┏━━

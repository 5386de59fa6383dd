//! Algorithms on the plane: Euclidean distances between points and operations on vectors.

mod angle_to;
mod euclidean_distance;
mod project;
mod rotate;

pub use angle_to::AngleTo;
pub use euclidean_distance::{Distances, EuclideanDistance};
pub use project::Project;
pub use rotate::Rotate;
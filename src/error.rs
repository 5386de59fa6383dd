//! Defines [`Vectorized2DError`], representing all errors returned by this crate.

use arrow_schema::ArrowError;
use std::borrow::Cow;
use std::fmt::Debug;
use thiserror::Error;

/// Enum with all errors in this crate.
#[derive(Error, Debug)]
#[non_exhaustive]
pub enum Vectorized2DError {
    /// The input could not be reshaped into rows of two components.
    #[error("Shape error: {0}")]
    Shape(String),

    /// Two operands have row counts that cannot be broadcast together.
    ///
    /// Row counts broadcast when they are equal or when either of them is one.
    #[error("Operands with {left} and {right} rows cannot be broadcast together")]
    IncompatibleShapes { left: usize, right: usize },

    /// An operation was called on an input it is not defined for.
    #[error("Precondition violated: {0}")]
    Precondition(Cow<'static, str>),

    /// Incorrect type was passed to an operation.
    #[error("Incorrect type passed to operation: {0}")]
    IncorrectType(Cow<'static, str>),

    /// [ArrowError]
    #[error(transparent)]
    Arrow(#[from] ArrowError),
}

impl Vectorized2DError {
    /// Whether this error reports an invalid or non-broadcastable shape.
    pub fn is_shape_error(&self) -> bool {
        matches!(
            self,
            Vectorized2DError::Shape(_) | Vectorized2DError::IncompatibleShapes { .. }
        )
    }
}

/// Crate-specific result type.
pub type Result<T> = std::result::Result<T, Vectorized2DError>;

impl From<Vectorized2DError> for ArrowError {
    fn from(err: Vectorized2DError) -> Self {
        match err {
            Vectorized2DError::Arrow(err) => err,
            _ => ArrowError::ExternalError(Box::new(err)),
        }
    }
}
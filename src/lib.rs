//! Vectorized arrays of 2D quantities: points, physical vectors and geographic coordinates,
//! plus the algorithms implemented on them.
//!
//! Every array type wraps an [`Array2D`](array::Array2D): N rows of two `f64` components held
//! in a single Arrow buffer. A single point, vector or coordinate is an array with one row, and
//! operations between two arrays broadcast a single row against every row of the other operand.
//!
//! ```
//! use approx::assert_relative_eq;
//! use vectorized2d::algorithm::geodesy::{GeoDistance, SampleAround};
//! use vectorized2d::array::Coordinate;
//! use vectorized2d::Array2DTrait;
//!
//! let center = Coordinate::from_degrees(33.0, 34.0);
//! let circle = center.circle_around(1_000.0, 8).unwrap();
//! assert_eq!(circle.len(), 8);
//!
//! for distance in center.geo_dist(&circle).unwrap().values().iter() {
//!     assert_relative_eq!(*distance, 1_000.0, max_relative = 0.01);
//! }
//! ```
//!
//! ## Features
//!
//! - `rayon`: run per-row kernels over large arrays on the rayon thread pool. Results are
//!   identical to the sequential path.

#![cfg_attr(docsrs, feature(doc_auto_cfg))]
#![cfg_attr(not(test), deny(unused_crate_dependencies))]

pub use trait_::Array2DTrait;

pub mod algorithm;
pub mod array;
pub mod error;
#[cfg(test)]
pub(crate) mod test;
pub mod trait_;
pub mod units;
//! Algorithms implemented on the array types of this crate.

pub mod broadcasting;
pub mod geodesy;
pub mod native;
pub mod planar;
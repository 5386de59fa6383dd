use std::f64::consts::{PI, TAU};

use arrow_array::Float64Array;

use crate::algorithm::broadcasting::{broadcast_index, broadcast_len};
use crate::algorithm::native::unary_f64;
use crate::array::Vector2D;
use crate::error::Result;
use crate::trait_::Array2DTrait;

/// Signed angle from one direction to another.
pub trait AngleTo {
    /// The angle in radians, within `(-π, π]`, by which every row must be rotated to point
    /// along the matching `other` row.
    ///
    /// Positive values are counter-clockwise. Swapping the operands negates the result, except
    /// for vectors pointing in exactly opposite directions, which are always `π` apart.
    ///
    /// # Errors
    ///
    /// - if the row counts differ and neither is one
    fn angle_to(&self, other: &Vector2D) -> Result<Float64Array>;
}

fn signed_difference(from: f64, to: f64) -> f64 {
    let delta = (to - from).rem_euclid(TAU);
    if delta > PI {
        delta - TAU
    } else {
        delta
    }
}

impl AngleTo for Vector2D {
    fn angle_to(&self, other: &Vector2D) -> Result<Float64Array> {
        let len = broadcast_len(self.len(), other.len())?;
        let (from, to) = (self.direction(), other.direction());

        Ok(unary_f64(len, |i| {
            signed_difference(
                from.value(broadcast_index(from.len(), i)),
                to.value(broadcast_index(to.len(), i)),
            )
        }))
    }
}
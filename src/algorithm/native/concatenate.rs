use crate::array::Array2D;
use crate::error::{Result, Vectorized2DError};
use crate::trait_::Array2DTrait;

/// Vertically stack a sequence of arrays into one.
pub trait Concatenate: Sized {
    type Output;

    fn concatenate(&self) -> Self::Output;
}

impl<A: Array2DTrait> Concatenate for &[A] {
    type Output = Result<A>;

    fn concatenate(&self) -> Self::Output {
        if self.is_empty() {
            log::debug!("refusing to concatenate an empty list of arrays");
            return Err(Vectorized2DError::Shape(
                "need at least one array to concatenate".to_string(),
            ));
        }

        let output_capacity = self.iter().fold(0, |sum, val| sum + val.coords().len());
        let mut coords = Vec::with_capacity(output_capacity);
        self.iter()
            .for_each(|chunk| coords.extend_from_slice(chunk.coords()));
        Ok(A::from_array2d(Array2D::try_new(coords.into())?))
    }
}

┗━━

Description of the task: Copy out each line of the entries where the word "center" is found.

Response to the task:
//! let center = Coordinate::from_degrees(33.0, 34.0);
//! let circle = center.circle_around(1_000.0, 8).unwrap();
//! for distance in center.geo_dist(&circle).unwrap().values().iter() {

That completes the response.